Les taxis autonomes chinois envahissent Londres : voici ce qui se passe
Apollo Go lance des tests dans le trafic britannique tandis que Waymo fonce vers le service commercial.
Londres ajoute une nouvelle pièce à la course mondiale aux robotaxis : depuis le 28 juillet 2026, Baidu a lancé les essais sur route de son service Apollo Go dans le quartier de Brent, avec des véhicules autonomes RT6 circulant en conditions réelles, mais avec un opérateur de sécurité au volant. Alors qu’un essai totalement sans conducteur vient tout juste de démarrer à Hong Kong sur Airport Island, la capitale britannique devient le terrain d’essai en conduite à droite pour les débuts européens du géant chinois.
D’après les informations disponibles, le service n’est toutefois pas encore accessible au grand public : les RT6 roulent dans une phase de test technique, avec des opérateurs à bord capables de reprendre le contrôle, une collecte de données et un calibrage des systèmes en fonction de la signalisation, du comportement des conducteurs britanniques et d’éléments locaux comme les pistes cyclables ou les arrêts des bus.
Uber et Freenow by Lyft dans le projet de Baidu
En 2025, Baidu a signé deux accords distincts avec Uber et avec Lyft pour intégrer Apollo Go à leurs écosystèmes respectifs de VTC, et Londres constitue la première étape concrète en Europe de cette stratégie. À ce stade, les partenaires apportent surtout la plateforme de réservation, l’accès à leur base d’utilisateurs et leur expertise réglementaire locale, tandis que la technologie du véhicule autonome Apollo Go RT6 reste entre les mains de Baidu, qui gère la flotte, la télémétrie et la supervision des essais.
Pour l’instant, les trajets d’essai n’apparaissent pas dans les applications destinées au grand public, mais l’objectif à moyen terme est de rendre les robotaxis réservables directement depuis l’interface d’Uber ou de Freenow, aux côtés des chauffeurs humains dans les zones autorisées.
Une logique similaire a déjà été retenue par d’autres acteurs : on peut citer par exemple les projets de robotaxis en Europe liés à Uber et, hors de l’Union européenne, les expérimentations de Zoox avec les robotaxis d’Amazon à Austin et Miami, qui suivent des parcours réglementaires en partie comparables.
Le robotaxi de Zoox
Robotaxi Apollo Go : quand les passagers pourront monter à bord
Les informations diffusées indiquent que les trajets publics avec Apollo Go à Londres ne débuteront pas avant 2027, et seulement après le feu vert des autorités britanniques à la conduite autonome en service commercial.

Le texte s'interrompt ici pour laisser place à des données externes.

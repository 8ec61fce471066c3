use crate::errors::GatewayError;
use crate::http::common::DEFAULT_BASE_URL;
use crate::models::{GenerateContentRequest, GenerateContentResponse};
use reqwest::Client as ReqwestClient;
use std::time::Duration;

/// Model used for both analysis and chat unless overridden.
pub const DEFAULT_MODEL: &str = "gemini-2.5-flash";

/// Client for the Google Generative AI API, bound to one model.
///
/// Cloning is cheap; the underlying connection pool is shared.
#[derive(Debug, Clone)]
pub struct Client {
    pub(crate) api_key: String,
    #[allow(clippy::struct_field_names)]
    pub(crate) http_client: ReqwestClient,
    pub(crate) base_url: String,
    pub(crate) model: String,
}

/// Builder for `Client` instances.
///
/// # Example
///
/// ```
/// use plant_advisor::Client;
/// use std::time::Duration;
///
/// let client = Client::builder("api_key".to_string())
///     .timeout(Duration::from_secs(120))
///     .connect_timeout(Duration::from_secs(10))
///     .build()
///     .expect("client should build");
/// assert_eq!(client.model(), "gemini-2.5-flash");
/// ```
#[derive(Debug)]
pub struct ClientBuilder {
    api_key: String,
    base_url: Option<String>,
    model: Option<String>,
    timeout: Option<Duration>,
    connect_timeout: Option<Duration>,
}

impl ClientBuilder {
    /// Sets the total request timeout.
    ///
    /// Covers connecting, sending the request, and receiving the response.
    /// If not set, uses reqwest's default (no timeout), so a hung provider
    /// call never resolves.
    #[must_use]
    pub const fn timeout(mut self, timeout: Duration) -> Self {
        self.timeout = Some(timeout);
        self
    }

    /// Sets the connection timeout.
    ///
    /// If not set, uses reqwest's default.
    #[must_use]
    pub const fn connect_timeout(mut self, timeout: Duration) -> Self {
        self.connect_timeout = Some(timeout);
        self
    }

    /// Overrides the API host, e.g. to point at a proxy or a mock server.
    #[must_use]
    pub fn base_url(mut self, base_url: impl Into<String>) -> Self {
        self.base_url = Some(base_url.into());
        self
    }

    /// Overrides the model name (default [`DEFAULT_MODEL`]).
    #[must_use]
    pub fn model(mut self, model: impl Into<String>) -> Self {
        self.model = Some(model.into());
        self
    }

    /// Builds the `Client`.
    ///
    /// # Errors
    ///
    /// Returns [`GatewayError::ClientBuild`] if the HTTP client cannot be
    /// constructed (e.g. TLS backend initialization failure).
    pub fn build(self) -> Result<Client, GatewayError> {
        let mut builder = ReqwestClient::builder();

        if let Some(timeout) = self.timeout {
            builder = builder.timeout(timeout);
        }

        if let Some(connect_timeout) = self.connect_timeout {
            builder = builder.connect_timeout(connect_timeout);
        }

        let http_client = builder
            .build()
            .map_err(|e| GatewayError::ClientBuild(e.to_string()))?;

        Ok(Client {
            api_key: self.api_key,
            http_client,
            base_url: self
                .base_url
                .unwrap_or_else(|| DEFAULT_BASE_URL.to_string()),
            model: self.model.unwrap_or_else(|| DEFAULT_MODEL.to_string()),
        })
    }
}

impl Client {
    /// Creates a new builder for `Client` instances.
    ///
    /// An empty `api_key` is accepted here; every request made with it fails
    /// with [`GatewayError::MissingCredential`] without touching the network.
    #[must_use]
    pub const fn builder(api_key: String) -> ClientBuilder {
        ClientBuilder {
            api_key,
            base_url: None,
            model: None,
            timeout: None,
            connect_timeout: None,
        }
    }

    /// Creates a client with default settings.
    #[must_use]
    pub fn new(api_key: String) -> Self {
        Self {
            api_key,
            http_client: ReqwestClient::new(),
            base_url: DEFAULT_BASE_URL.to_string(),
            model: DEFAULT_MODEL.to_string(),
        }
    }

    /// The model every request is sent to.
    #[must_use]
    pub fn model(&self) -> &str {
        &self.model
    }

    /// Sends a raw `generateContent` request.
    ///
    /// # Errors
    ///
    /// Returns [`GatewayError::MissingCredential`] if no API key is set, or
    /// any HTTP, API, or response-parsing error.
    pub async fn generate_content(
        &self,
        request: &GenerateContentRequest,
    ) -> Result<GenerateContentResponse, GatewayError> {
        if self.api_key.trim().is_empty() {
            return Err(GatewayError::MissingCredential);
        }

        let response = crate::http::generate::generate_content(
            &self.http_client,
            &self.base_url,
            &self.api_key,
            &self.model,
            request,
        )
        .await?;

        tracing::debug!(
            "generateContent completed: candidates={}",
            response.candidates.len()
        );

        Ok(response)
    }
}
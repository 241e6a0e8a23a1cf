//! Property-based tests for the NDEF Text codec.
//!
//! These use proptest to verify the codec invariants over arbitrary valid
//! inputs rather than hand-picked vectors.

use proptest::prelude::*;

use tapdeck_ndef::{decode_text, encode_text, Alignment, MAX_TEXT_LEN};

/// Strategy for text payloads that fit a short record.
///
/// `prop::string::string_regex` counts characters, so the byte cap is
/// enforced with an explicit filter over the UTF-8 length.
fn short_text() -> impl Strategy<Value = String> {
    "\\PC{0,200}".prop_filter("must fit a short record", |s| s.len() <= MAX_TEXT_LEN)
}

fn any_alignment() -> impl Strategy<Value = Alignment> {
    prop_oneof![Just(Alignment::Page), Just(Alignment::Block)]
}

proptest! {
    /// decode(encode(s)) == s for any text that fits a short record.
    #[test]
    fn roundtrip(text in short_text(), alignment in any_alignment()) {
        let encoded = encode_text(&text, alignment).unwrap();
        prop_assert_eq!(decode_text(&encoded), text);
    }

    /// Encoded messages are always aligned and terminated.
    #[test]
    fn encoding_is_aligned(text in short_text()) {
        let page = encode_text(&text, Alignment::Page).unwrap();
        prop_assert_eq!(page.len() % 4, 0);

        let block = encode_text(&text, Alignment::Block).unwrap();
        prop_assert_eq!(block.len() % 16, 0);
        prop_assert!(block.contains(&0xFE));
    }

    /// Garbage prefixes never break decoding of a valid message.
    #[test]
    fn decode_survives_prefix(
        text in short_text(),
        // 0x03 is excluded so the prefix cannot open a TLV of its own and
        // swallow the real message as its value.
        prefix in prop::collection::vec(any::<u8>().prop_map(|b| if b == 0x03 { 0x00 } else { b }), 0..24),
    ) {
        let mut bytes = prefix;
        bytes.extend(encode_text(&text, Alignment::Page).unwrap());
        prop_assert_eq!(decode_text(&bytes), text);
    }

    /// Decoding arbitrary bytes never panics and never errors.
    #[test]
    fn decode_total(bytes in prop::collection::vec(any::<u8>(), 0..256)) {
        let _ = decode_text(&bytes);
    }
}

Aujourd’hui, les RT6 circulent avec un safety driver, tandis qu’à Hong Kong Baidu vient d’obtenir la première autorisation pour un essai totalement sans conducteur, lancé le 27 juillet 2026 sur Airport Island après environ 240 000 km d’essais accumulés depuis 2024 : un signal de maturité technique, mais dans un cadre réglementaire différent de celui du Royaume-Uni.
Entre-temps, le cadre réglementaire britannique a évolué plus vite qu’on aurait pu le penser : avec l’ouverture du programme pilote Automated Passenger Services le 22 mai 2026, le Department for Transport autorise déjà de petits services commerciaux avec des passagers payants, même sans conducteur à bord, en attendant l’application complète de l’Automated Vehicles Act en 2027. Dans ce contexte, Waymo a lancé depuis avril 2026 ses propres essais sur route à Londres avec une flotte de véhicules électriques et des safety drivers, et vise déjà un lancement d’un service de robotaxi sans conducteur payant dans la ville dès septembre 2026, prenant ainsi de l’avance sur l’échéance de 2027 évoquée par Baidu pour Apollo Go.
Le marché britannique reste complexe, car il combine conduite à droite, infrastructure routière historique et dispositif réglementaire qui cherche désormais davantage à servir de terrain d’expérimentation contrôlé pour les services sans conducteur qu’à les freiner. Si l’ouverture au public d’Apollo Go en 2027 se confirme, elle se fera très probablement par étapes : d’abord des zones limitées comme Brent, éventuellement avec des trajets sélectionnés ou gratuits pour des bêta-testeurs, puis une extension progressive à d’autres quartiers et une intégration complète dans les applications partenaires.
Volkswagen ID. Buzz AD de MOIA à conduite autonome
En parallèle, d’autres projets — des essais de conduite autonome de Volkswagen à Los Angeles aux tests de robotaxi Tesla annoncés pour New York, en passant par les essais Waymo déjà en cours à Londres et les préparatifs du service avec safety driver d’Uber et Wayve, dont la liste d’attente clients est déjà ouverte — montrent comment chaque ville et chaque opérateur construisent leur propre trajectoire, avec des calendriers et des contraintes différents, pour faire réellement monter des passagers à bord des robotaxis.